(EDITOR’S NOTE: This is the third of a five-part series that will appear in the Olean Times Herald during April. Throughout the month, the Southern Tier Child Advocacy Center will provide information, advice and host events to get people in the community talking and thinking about ways they can help prevent child abuse.)

OLEAN — The numbers of sexual crimes against children are staggering and the personal accounts of child abuse are heartbreaking.  

Studies show that one in four girls and one in six boys will be sexually abused before their 18th birthday.  More often than not, the offender is someone the child knows.

According to Cory Jewell Jensen co-director of the Center for Behavioral Intervention in Beaverton, Ore., “Most child sex offenders commit dozens of crimes before they are apprehended.”

Ms.

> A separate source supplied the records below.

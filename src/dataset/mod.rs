//! Dataset provider: the bundled iris reference set or a CSV file, plus the
//! split policy that partitions a loaded set into train and test subsets.

use std::path::PathBuf;

use serde::{Deserialize, Serialize};
use thiserror::Error;

mod builtin;
mod csv_source;
mod samples;
pub mod split;

pub use builtin::{IRIS_CLASSES, IRIS_ROWS, load_builtin};
pub use csv_source::load_csv;
pub use samples::{FEATURE_NAMES, LABEL_COLUMN, N_FEATURES, SampleSet};
pub use split::{SplitError, SplitOptions, split};

/// Failures while reading or validating a sample set.
#[derive(Debug, Error)]
pub enum DataFormatError {
    #[error("Failed to read dataset {path}: {source}")]
    Io {
        path: PathBuf,
        source: std::io::Error,
    },
    #[error("Malformed CSV in {path}: {source}")]
    Csv { path: PathBuf, source: csv::Error },
    #[error("Required column `{column}` is missing from the header")]
    MissingColumn { column: String },
    #[error("Row {row}: column `{column}` has non-numeric value {value:?}")]
    NonNumeric {
        row: usize,
        column: String,
        value: String,
    },
    #[error("Row {row}: column `{column}` has non-finite value {value}")]
    NonFinite {
        row: usize,
        column: String,
        value: f32,
    },
    #[error("Row {row}: label is empty")]
    MissingLabel { row: usize },
    #[error("Row {row}: label index {label} has no class name")]
    UnknownLabel { row: usize, label: usize },
    #[error("Expected {expected} feature columns, found {found}")]
    FeatureArity { expected: usize, found: usize },
    #[error("Feature matrix has {rows} rows but {labels} labels")]
    LabelCount { rows: usize, labels: usize },
    #[error("Dataset {path} contains no rows")]
    Empty { path: PathBuf },
    #[error("Invalid feature matrix shape: {0}")]
    Shape(#[from] ndarray::ShapeError),
}

/// Where the pipeline reads its samples from.
#[derive(Debug, Clone, Default, PartialEq, Eq, Serialize, Deserialize)]
#[serde(tag = "source", rename_all = "snake_case")]
pub enum DatasetSource {
    /// The bundled 150-row reference set.
    #[default]
    Builtin,
    /// A CSV file with a header row.
    Csv { path: PathBuf },
}

impl DatasetSource {
    /// Read the configured source into an immutable sample set.
    pub fn load(&self) -> Result<SampleSet, DataFormatError> {
        match self {
            DatasetSource::Builtin => load_builtin(),
            DatasetSource::Csv { path } => load_csv(path),
        }
    }

    /// Short human-readable description for logs.
    pub fn describe(&self) -> String {
        match self {
            DatasetSource::Builtin => "builtin iris".to_string(),
            DatasetSource::Csv { path } => format!("csv {}", path.display()),
        }
    }
}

Jensen has studied and worked with adult sex offenders for over 29 years. A recognized expert in the field of adult sex offenders, she has published numerous articles on the evaluation and treatment of sex offenders, testified as an expert in local and federal courts and has been a featured guest on radio talk shows and the Oprah Winfrey show.  

Karen Hill, director of the Southern Tier Child Advocacy Center (STCAC), just attended one of Ms. Jensen’s trainings, entitled “Protecting our Children: Advice from Child Molesters.”

“Cory’s training highlighted the importance of educating the adults in our community on the strategies child sex offenders use in order to gain access to child victims,” Mrs. Hill said.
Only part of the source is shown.